* _WHAT YOU ARE ASKED TO DO_
Copy exactly the line containing "OffsetDateTime::from(time)" and each line after it to the end of the listing, and output nothing else.

* _MATERIAL TO PROCESS_

────

use serde::{Deserialize, Serialize};
use std::time::SystemTime;
use utoipa::ToSchema;
use uuid::Uuid;

use crate::state::{
    phase::{AnswerLetter, GamePhase},
    wildcard::WildcardSlate,
};

/// Lifecycle status of a game room.
#[derive(Debug, Clone, Copy, PartialEq, Eq, Serialize, Deserialize, ToSchema)]
#[serde(rename_all = "snake_case")]
pub enum RoomStatus {
    /// Lobby is open; players may join.
    Waiting,
    /// Game started; the room is playing through its questions.
    InProgress,
    /// Host ended the game; the room is read-only history.
    Finished,
}

/// Questionnaire definition authored by an admin.
#[derive(Debug, Clone, Serialize, Deserialize, PartialEq, Eq)]
pub struct QuestionnaireEntity {
    /// Stable identifier for the questionnaire.
    pub id: Uuid,
    /// Human readable questionnaire title.
    pub title: String,
    /// Creation timestamp for auditing/debugging.
    pub created_at: SystemTime,
    /// Last time this questionnaire was updated.
    pub updated_at: SystemTime,
}

/// Canonical question inside a questionnaire. The correct answer and the
/// three wrong answers are stored in fixed fields; per-room slot placement
/// lives in [`GameQuestionEntity`].
#[derive(Debug, Clone, Serialize, Deserialize, PartialEq, Eq)]
pub struct QuestionEntity {
    /// Stable identifier for the question.
    pub id: Uuid,
    /// Questionnaire this question belongs to.
    pub questionnaire_id: Uuid,
    /// One-based position within the questionnaire.
    pub order_number: u32,
    /// The question prompt shown to everyone.
    pub question_text: String,
    /// The single correct answer text.
    pub correct_answer: String,
    /// First wrong answer text.
    pub wrong_answer_1: String,
    /// Second wrong answer text.
    pub wrong_answer_2: String,
    /// Third wrong answer text.
    pub wrong_answer_3: String,
}

impl QuestionEntity {
    /// The three wrong answer texts as an array.
    pub fn wrong_answers(&self) -> [&str; 3] {
        [
            &self.wrong_answer_1,
            &self.wrong_answer_2,
            &self.wrong_answer_3,
        ]
    }
}

/// Aggregate game room entity persisted by the storage layer.
#[derive(Debug, Clone, Serialize, Deserialize, PartialEq, Eq)]
pub struct GameRoomEntity {
    /// Primary key of the room.
    pub id: Uuid,
    /// Questionnaire played in this room.
    pub questionnaire_id: Uuid,
    /// Short join code handed out to players.
    pub code: String,
    /// Lobby / playing / finished status.
    pub status: RoomStatus,
    /// Reveal phase of the current question.
    pub current_phase: GamePhase,
    /// Question currently on stage, if the game has started.
    pub current_question_id: Option<Uuid>,
    /// Questions whose reveal already awarded points, so a phase replay can
    /// never score the same question twice.
    pub scored_question_ids: Vec<Uuid>,
    /// Monotonic revision used to detect concurrent host updates.
    pub version: u64,
    /// Creation timestamp for auditing/debugging.
    pub created_at: SystemTime,
    /// Last time the room entity was updated.
    pub updated_at: SystemTime,
}

impl GameRoomEntity {
    /// Whether the given question has already been scored in this room.
    pub fn is_scored(&self, question_id: Uuid) -> bool {
        self.scored_question_ids.contains(&question_id)
    }
}

/// Per-room materialization of a question: the four answer texts shuffled
/// into slots, remembering which slot holds the correct one.
#[derive(Debug, Clone, Serialize, Deserialize, PartialEq, Eq)]
pub struct GameQuestionEntity {
    /// Stable identifier for this materialization.
    pub id: Uuid,
    /// Room the arrangement belongs to.
    pub game_room_id: Uuid,
    /// Canonical question this arrangement was built from.
    pub question_id: Uuid,
    /// One-based position within the room's play order.
    pub order_number: u32,
    /// Answer texts by slot (A=0 .. D=3).
    pub answers: [String; 4],
    /// Slot holding the correct answer.
    pub correct_letter: AnswerLetter,
}

/// Representation of a player stored in persistence and shared across layers.
#[derive(Debug, Clone, Serialize, Deserialize, PartialEq, Eq)]
pub struct PlayerEntity {
    /// Stable identifier for the player.
    pub id: Uuid,
    /// Room the player joined.
    pub game_room_id: Uuid,
    /// Display name, unique within the room.
    pub name: String,
    /// Accumulated score.
    pub score: u32,
    /// Answer text submitted for the current question, if any.
    pub current_answer: Option<String>,
    /// Secret proving ownership of this player on mutating requests.
    pub session_token: String,
    /// Wildcard slate for this player.
    pub wildcards: WildcardSlate,
    /// When the player joined, also the leaderboard tie-break order.
    pub created_at: SystemTime,
}
/// Start the game: lock the lobby and put the first question on stage.
pub async fn start_game(
    state: &SharedState,
    room_id: Uuid,
) -> Result<RoomStateResponse, ServiceError> {
    let store = state.require_room_store().await?;
    let mut room = room_service::require_room(&store, room_id).await?;

    if room.status != RoomStatus::Waiting {
        return Err(ServiceError::InvalidState(
            "the game has already started".into(),
        ));
    }

    let arrangements = store.list_game_questions(room.id).await?;
    let Some(first) = arrangements.first() else {
        return Err(ServiceError::InvalidState("room has no questions".into()));
    };

    room.status = RoomStatus::InProgress;
    room.current_question_id = Some(first.question_id);
    room.current_phase = GamePhase::Hidden;
    touch(&mut room);
    store.update_room(room.clone()).await?;

    game_events::broadcast_game_started(state, room.id);

    room_service::room_state(state, room_id).await
}

/// Move the current question to the requested phase.
///
/// Entering reveal claims the question on the room's scored list through the
/// same compare-and-swap as the phase write, then awards points. A replayed
/// reveal (or a hidden-to-reveal jump) can therefore never score twice.
pub async fn set_phase(
    state: &SharedState,
    room_id: Uuid,
    request: SetPhaseRequest,
) -> Result<RoomStateResponse, ServiceError> {
    let store = state.require_room_store().await?;
    let mut room = room_service::require_room(&store, room_id).await?;

    if room.status != RoomStatus::InProgress {
        return Err(ServiceError::InvalidState(
            "the game is not in progress".into(),
        ));
    }
    if request.phase == GamePhase::Finished {
        return Err(ServiceError::InvalidInput(
            "finishing the game has its own endpoint".into(),
        ));
    }

    let mut to_score = None;
    if request.phase == GamePhase::Reveal {
        if let Some(question_id) = room.current_question_id {
            if !room.is_scored(question_id) {
                room.scored_question_ids.push(question_id);
                to_score = Some(question_id);
            }
        }
    }

    room.current_phase = request.phase;
    touch(&mut room);
    store.update_room(room.clone()).await?;

    if let Some(question_id) = to_score {
        match answer_service::score_question(&store, &room, question_id).await {
            Ok(scored) => {
                debug!(room_id = %room.id, %question_id, scored, "scored question on reveal");
            }
            Err(err) => {
                // Hand the claim back so a later reveal can still score the
                // question instead of leaving it marked with no points given.
                room.scored_question_ids.retain(|id| *id != question_id);
                touch(&mut room);
                if let Err(release_err) = store.update_room(room.clone()).await {
                    warn!(
                        room_id = %room.id, %question_id, error = %release_err,
                        "failed to release the scoring claim after a scoring error"
                    );
                }
                return Err(err);
            }
        }
    }

    game_events::broadcast_phase_changed(
        state,
        room.id,
        request.phase,
        &player_ids(&store, room.id).await?,
    );

    room_service::room_state(state, room_id).await
}

/// Advance to the next question, or finish the game when none remains.
pub async fn next_question(
    state: &SharedState,
    room_id: Uuid,
) -> Result<NextQuestionResponse, ServiceError> {
    let store = state.require_room_store().await?;
    let mut room = room_service::require_room(&store, room_id).await?;

    if room.status != RoomStatus::InProgress {
        return Err(ServiceError::InvalidState(
            "the game is not in progress".into(),
        ));
    }
    let Some(current_id) = room.current_question_id else {
        return Err(ServiceError::InvalidState(
            "no question is currently on stage".into(),
        ));
    };

    let arrangements = store.list_game_questions(room.id).await?;
    let current_index = arrangements
        .iter()
        .position(|arrangement| arrangement.question_id == current_id);
    let next = current_index.and_then(|index| arrangements.get(index + 1)).cloned();

    let Some(next) = next else {
        finish_room(state, &store, room).await?;
        return Ok(NextQuestionResponse {
            finished: true,
            question: None,
        });
    };

    clear_answers(&store, room.id).await?;

    room.current_question_id = Some(next.question_id);
    room.current_phase = GamePhase::Hidden;
    touch(&mut room);
    store.update_room(room.clone()).await?;

    game_events::broadcast_phase_changed(
        state,
        room.id,
        GamePhase::Hidden,
        &player_ids(&store, room.id).await?,
    );

    let Some(question) = store.find_question(next.question_id).await? else {
        return Err(ServiceError::NotFound(format!(
            "question `{}` not found",
            next.question_id
        )));
    };

    Ok(NextQuestionResponse {
        finished: false,
        question: Some(GameQuestionView::from((&question, &next))),
    })
}

/// End the game and return the final standings. Finishing an already
/// finished room just recomputes the standings.
pub async fn finish_game(
    state: &SharedState,
    room_id: Uuid,
) -> Result<FinishGameResponse, ServiceError> {
    let store = state.require_room_store().await?;
    let room = room_service::require_room(&store, room_id).await?;

    if room.status == RoomStatus::Finished {
        let players = store.list_players(room.id).await?;
        return Ok(FinishGameResponse {
            leaderboard: build_leaderboard(players),
        });
    }

    let leaderboard = finish_room(state, &store, room).await?;
    Ok(FinishGameResponse { leaderboard })
}

/// Return the room to a fresh lobby: scores, answers, wildcards, and the
/// scored-question markers all reset, so the same group can replay.
pub async fn reset_game(
    state: &SharedState,
    room_id: Uuid,
) -> Result<RoomStateResponse, ServiceError> {
    let store = state.require_room_store().await?;
    let mut room = room_service::require_room(&store, room_id).await?;

    let mut players = store.list_players(room.id).await?;
    for player in &mut players {
        player.score = 0;
        player.current_answer = None;
        player.wildcards = WildcardSlate::default();
    }
    let ids: Vec<Uuid> = players.iter().map(|player| player.id).collect();
    store.update_players(players).await?;

    room.status = RoomStatus::Waiting;
    room.current_phase = GamePhase::Hidden;
    room.current_question_id = None;
    room.scored_question_ids.clear();
    touch(&mut room);
    store.update_room(room.clone()).await?;

    game_events::broadcast_phase_changed(state, room.id, GamePhase::Hidden, &ids);

    room_service::room_state(state, room_id).await
}
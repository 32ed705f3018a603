use std::time::SystemTime;
use time::{OffsetDateTime, format_description::well_known::Rfc3339};

/// Questionnaire admin payloads.
pub mod admin;
/// Room and host console payloads.
pub mod game;
/// Healthcheck payload.
pub mod health;
/// Player-facing payloads.
pub mod play;
/// Server-sent event payloads.
pub mod sse;
/// Field validators shared across payloads.
pub mod validation;

fn format_system_time(time: SystemTime) -> String {
    OffsetDateTime::from(time)
        .format(&Rfc3339)
        .unwrap_or_else(|_| "invalid-timestamp".into())
}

────

* _REPLY_
    OffsetDateTime::from(time)
        .format(&Rfc3339)
        .unwrap_or_else(|_| "invalid-timestamp".into())
}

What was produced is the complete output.